A Plea for Tenderness is a mixed affair that drags more than it shuffles, although “Clarity” is McNew’s best original yet. Covers often provide the highlights of Dump LPs, and the selections here are Jacques Dutronc’s “Et Moi Et Moi Et Moi” and Roky Erickson’s “On the Right Track Now.”
That Skinny Motherfucker With the High Voice? is an album of Prince covers. Not a tongue-in-cheek dash-off, the selections (“1999,” “Raspberry Beret,” “Pop Life,” etc.) are lovingly presented and offer proof not only of McNew’s laptop-interpretational skill but to the songwriting skills of The Artist. The CD has five more tracks than the cassette.
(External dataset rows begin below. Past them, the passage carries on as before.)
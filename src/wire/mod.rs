//! The peer wire protocol: handshake framing and the length-prefixed
//! message codec built on top of it.
//!
//! [`PeerSession`](crate::peer::PeerSession) starts a connection with a
//! [`HandshakeCodec`], then, once the handshake is exchanged, switches the
//! same socket to a [`PeerCodec`] for the lifetime of the session — carrying
//! over any buffered bytes the peer may have sent right after its
//! handshake, the same way the teacher's `PeerSession::start` reuses
//! `FramedParts` across the codec switch.

mod codec;
mod handshake;

pub(crate) use codec::{Message, MessageId, PeerCodec};
pub(crate) use handshake::{Handshake, HandshakeCodec, PROTOCOL_STRING};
Women in Rock is more 4-track bedroom pop, except for the opening noise track, “Horrible.” The instrumental “Loved” echoes the haunting beauty of YLT but, like the other selections, is much more up front. “The Words Get Stuck in My Throat” transforms the theme from “War of the Gargantuas” (previously covered by Devo) into a great pop song. “A Plea for Dump” begins with a nod to The Simpsons‘ comic-book guy (perhaps how McNew sees himself ) and, though slight, is the best track here. It’s unclear what any of this has to do with women in rock.
A Grown-Ass Man finds Dump still mellow but more consistent. Rather than simply airing out the demon bag, McNew has crafted several songs that stand on their own. Recorded in a real studio with fuzzy guitar and some live drums, the album boasts sonic variety that makes this the best Dump release yet. “I’m on Your Side” offers more than most Dump compositions and wears its Brian Wilson influence openly. “I Wish/You Wish” chews exactly what it bites off, and is both relaxing and absorbing. “Sisters” flows with a wave-washing sound in the back. And dig the delightful cover of Thin Lizzy’s “Cowboy Song.”